Most shoppers will wonder whether retailers can get the technology to actually work. I'd love to hear your experiences as you venture out on the seasonal odyssey of checking off your Santa list.
Here are efforts by three major retailers:

** JC Penney -- The retailer is announcing Nov. 15 its Santa tags. These are gift tags emblazoned with QR codes that let gift givers scan the code with their smartphone, record a personal voice message and put the tag on their gift. The recipient scans the QR code with his or her smartphone to be connected to a mobile site where he or she can play the voice message. Shoppers can get the Santa tags for free at Penney's customer service desks inside stores.
On Nov. 15, the company launches a Facebook guessing game on its Facebook page. Users pick three gifts from a list of JC Penney holiday items.
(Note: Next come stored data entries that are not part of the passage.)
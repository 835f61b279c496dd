//! Settings loader with XDG-compliant path resolution
//!
//! Loads settings from multiple locations with layered priority:
//! 1. `/etc/enderpearl/config.toml` (lowest priority)
//! 2. `~/.config/enderpearl/config.toml`
//! 3. `~/.enderpearl.toml`
//! 4. `./.enderpearl.toml`
//! 5. An explicit override file
//! 6. `ENDERPEARL_` environment variables (highest priority)

use std::path::PathBuf;

use anyhow::{Context, Result};
use figment::{
    providers::{Env, Format, Serialized, Toml},
    Figment,
};

use super::model::{expand_path, Settings};

/// Application name used for XDG directories
const APP_NAME: &str = "enderpearl";

/// Get settings search paths in priority order (lowest to highest)
pub fn settings_paths() -> Vec<PathBuf> {
    let mut paths = Vec::new();

    paths.push(PathBuf::from(format!("/etc/{}/config.toml", APP_NAME)));

    if let Some(config_dir) = dirs::config_dir() {
        paths.push(config_dir.join(APP_NAME).join("config.toml"));
    }

    if let Some(home) = dirs::home_dir() {
        paths.push(home.join(format!(".{}.toml", APP_NAME)));
    }

    paths.push(PathBuf::from(format!(".{}.toml", APP_NAME)));

    paths
}

/// Load settings with XDG layering
///
/// # Arguments
/// * `override_path` - Optional settings file that takes priority over the
///   search paths (`~` and `$VAR` are expanded)
pub fn load_settings(override_path: Option<&str>) -> Result<Settings> {
    let mut figment = Figment::new().merge(Serialized::defaults(Settings::default()));

    for path in settings_paths() {
        if path.exists() {
            tracing::debug!("Loading settings from: {}", path.display());
            figment = figment.merge(Toml::file(&path));
        }
    }

    if let Some(raw) = override_path {
        let path = expand_path(raw)?;
        if path.exists() {
            tracing::debug!("Loading override settings from: {}", path.display());
            figment = figment.merge(Toml::file(&path));
        } else {
            tracing::warn!("Override settings not found: {}", path.display());
        }
    }

    // Format: ENDERPEARL_SHELL__TIMEOUT=600 maps to shell.timeout = 600
    figment = figment.merge(Env::prefixed("ENDERPEARL_").split("__"));

    figment.extract().context("Failed to load settings")
}

/// Find all existing settings files
pub fn find_settings_files() -> Vec<PathBuf> {
    settings_paths().into_iter().filter(|p| p.exists()).collect()
}

#[cfg(test)]
mod tests {
    use super::*;
    use std::fs;
    use tempfile::TempDir;

    #[test]
    fn test_settings_paths_order() {
        let paths = settings_paths();

        assert!(paths.len() >= 2);
        assert!(paths[0].to_string_lossy().contains("/etc/"));
        assert!(paths
            .last()
            .unwrap()
            .to_string_lossy()
            .contains(".enderpearl.toml"));
    }

    #[test]
    fn test_load_settings_from_override() {
        let dir = TempDir::new().unwrap();
        let path = dir.path().join("settings.toml");

        fs::write(
            &path,
            r#"
            [script]
            file = "tasks.ep"

            [shell]
            timeout = 45
            "#,
        )
        .unwrap();

        let settings = load_settings(Some(path.to_str().unwrap())).unwrap();

        assert_eq!(settings.script.file, "tasks.ep");
        assert_eq!(settings.shell.timeout, 45);
    }

    #[test]
    fn test_missing_override_uses_defaults() {
        let settings = load_settings(Some("/nonexistent/enderpearl.toml")).unwrap();
        assert_eq!(settings.script.config_file, ".enderpearl.conf");
    }

    #[test]
    fn test_invalid_override_is_error() {
        let dir = TempDir::new().unwrap();
        let path = dir.path().join("broken.toml");
        fs::write(&path, "[shell]\ntimeout = \"soon\"\n").unwrap();

        assert!(load_settings(Some(path.to_str().unwrap())).is_err());
    }

    #[test]
    fn test_env_override() {
        std::env::set_var("ENDERPEARL_SCRIPT__DEFAULT_OPERATION", "all");

        let settings = load_settings(None).unwrap();

        std::env::remove_var("ENDERPEARL_SCRIPT__DEFAULT_OPERATION");

        assert_eq!(settings.script.default_operation, "all");
    }

    #[test]
    fn test_find_settings_files_does_not_panic() {
        let _files = find_settings_files();
    }
}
If your friend identifies at least one of the three gifts as your perfect match, he or she gets a discount to use on jcp.com.
** Macy's -- The retailer is offering "augmented reality" technology that lets shoppers take a photo with animated characters Virginia and Ollie from the holiday special, "Yes, Virginia, there is a Santa Claus," and upload the photo into a holiday card template. They can share the card via email or on Facebook.
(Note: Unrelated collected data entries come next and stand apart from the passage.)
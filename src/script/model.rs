//! Data types shared by the config reader, tokenizer and executor

use serde::Serialize;

/// Operation name that runs before the requested operation
pub const PRE_OPERATION: &str = "pre";

/// Operation name that runs after the requested operation
pub const POST_OPERATION: &str = "post";

/// Case-insensitive name comparison used for operations and config keys
pub(crate) fn names_match(a: &str, b: &str) -> bool {
    a == b || a.to_lowercase() == b.to_lowercase()
}

/// A single `#key(value)` configuration entry
#[derive(Debug, Clone, PartialEq, Eq, Serialize)]
pub struct ConfigEntry {
    pub key: String,
    pub value: String,
}

impl ConfigEntry {
    pub fn new(key: impl Into<String>, value: impl Into<String>) -> Self {
        Self {
            key: key.into(),
            value: value.into(),
        }
    }
}

/// Ordered configuration entries
///
/// Duplicate keys are kept; lookups return the first entry in declaration
/// order whose key matches case-insensitively.
#[derive(Debug, Clone, Default, PartialEq, Eq, Serialize)]
#[serde(transparent)]
pub struct ConfigEntries {
    entries: Vec<ConfigEntry>,
}

impl ConfigEntries {
    pub fn new() -> Self {
        Self::default()
    }

    /// Append an entry, keeping declaration order
    pub fn push(&mut self, entry: ConfigEntry) {
        self.entries.push(entry);
    }

    /// Look up a value by key (case-insensitive, first match wins)
    pub fn get(&self, key: &str) -> Option<&str> {
        self.entries
            .iter()
            .find(|e| names_match(&e.key, key))
            .map(|e| e.value.as_str())
    }

    /// Put `overrides` in front of the existing entries so they win lookups
    pub fn with_overrides<I>(self, overrides: I) -> Self
    where
        I: IntoIterator<Item = ConfigEntry>,
    {
        let mut entries: Vec<ConfigEntry> = overrides.into_iter().collect();
        entries.extend(self.entries);
        Self { entries }
    }

    pub fn iter(&self) -> std::slice::Iter<'_, ConfigEntry> {
        self.entries.iter()
    }

    pub fn len(&self) -> usize {
        self.entries.len()
    }

    pub fn is_empty(&self) -> bool {
        self.entries.is_empty()
    }
}

impl FromIterator<ConfigEntry> for ConfigEntries {
    fn from_iter<I: IntoIterator<Item = ConfigEntry>>(iter: I) -> Self {
        Self {
            entries: iter.into_iter().collect(),
        }
    }
}

impl<'a> IntoIterator for &'a ConfigEntries {
    type Item = &'a ConfigEntry;
    type IntoIter = std::slice::Iter<'a, ConfigEntry>;

    fn into_iter(self) -> Self::IntoIter {
        self.entries.iter()
    }
}

/// One literal shell command line, substitutions already resolved
#[derive(Debug, Clone, PartialEq, Eq, Serialize)]
#[serde(transparent)]
pub struct Command(String);

impl Command {
    /// Create a command from a body line; blank lines yield `None`
    pub fn from_line(line: &str) -> Option<Self> {
        if line.trim().is_empty() {
            None
        } else {
            Some(Self(line.to_string()))
        }
    }

    pub fn text(&self) -> &str {
        &self.0
    }
}

impl std::fmt::Display for Command {
    fn fmt(&self, f: &mut std::fmt::Formatter<'_>) -> std::fmt::Result {
        f.write_str(&self.0)
    }
}

/// A named, ordered group of commands
#[derive(Debug, Clone, PartialEq, Eq, Serialize)]
pub struct Operation {
    name: String,
    commands: Vec<Command>,
}

impl Operation {
    pub fn new(name: impl Into<String>, commands: Vec<Command>) -> Self {
        Self {
            name: name.into(),
            commands,
        }
    }

    pub fn name(&self) -> &str {
        &self.name
    }

    pub fn commands(&self) -> &[Command] {
        &self.commands
    }

    /// Whether this operation answers to `name` (case-insensitive)
    pub fn is_named(&self, name: &str) -> bool {
        names_match(&self.name, name)
    }
}

/// A parsed script: operations in the order they were closed
#[derive(Debug, Clone, Default, PartialEq, Eq, Serialize)]
pub struct Script {
    operations: Vec<Operation>,
}

impl Script {
    pub fn new(operations: Vec<Operation>) -> Self {
        Self { operations }
    }

    pub fn operations(&self) -> &[Operation] {
        &self.operations
    }

    /// All operations answering to `name`, in source order
    pub fn find<'a>(&'a self, name: &'a str) -> impl Iterator<Item = &'a Operation> + 'a {
        self.operations.iter().filter(move |op| op.is_named(name))
    }

    /// Distinct operation names in order of first appearance
    pub fn names(&self) -> Vec<&str> {
        let mut names: Vec<&str> = Vec::new();
        for op in &self.operations {
            if !names.iter().any(|n| names_match(n, op.name())) {
                names.push(op.name());
            }
        }
        names
    }

    pub fn len(&self) -> usize {
        self.operations.len()
    }

    pub fn is_empty(&self) -> bool {
        self.operations.is_empty()
    }

    pub(crate) fn push(&mut self, operation: Operation) {
        self.operations.push(operation);
    }
}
Customers with iOS and certain Android smartphones can download a "Macy's Believe-o-Magic" app that lets them print out a marker. When they point "Macy's Believe-o-Magic" camera at the marker, they can see an animated Virginia ice-skating.
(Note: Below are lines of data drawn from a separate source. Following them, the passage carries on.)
pub mod config;
pub mod error;
pub mod filters;
pub mod i18n;
pub mod output;
pub mod selection;
pub mod session;
pub mod statement;
pub mod url_sync;

pub use error::{Error, Result};
pub use filters::{Category, FilterCatalog, FilterOption};
pub use i18n::I18n;
pub use selection::{OrderBy, SelectionState};
pub use session::Session;
pub use statement::{RawStatement, Statement};
pub use url_sync::{AddressBar, MemoryAddressBar, SyncPhase, UrlParams, UrlSynchronizer};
** Sears salespeople in 450 stores nationwide are carrying iPads and iPod Touches to help customers check inventory, see product reviews, watch product videos and find and order merchandise on Sears' website. The first stores with the tech tools are at Woodfield Mall in Schaumburg, Oakbrook Center in Oak Brook, Golf Mill shopping center in Niles and in Chicago at 1900 W. Lawrence Ave. Salespeople at Kmart at the Norridge Mall are also using the iPads and iPod Touches. In time for holiday shopping, the technology will be rolled out at Sears stores at Westfield Fox Valley in Aurora, Spring Hill Mall in West Dundee, North Riverside Mall, and in Chicago's Loop on State Street, among others.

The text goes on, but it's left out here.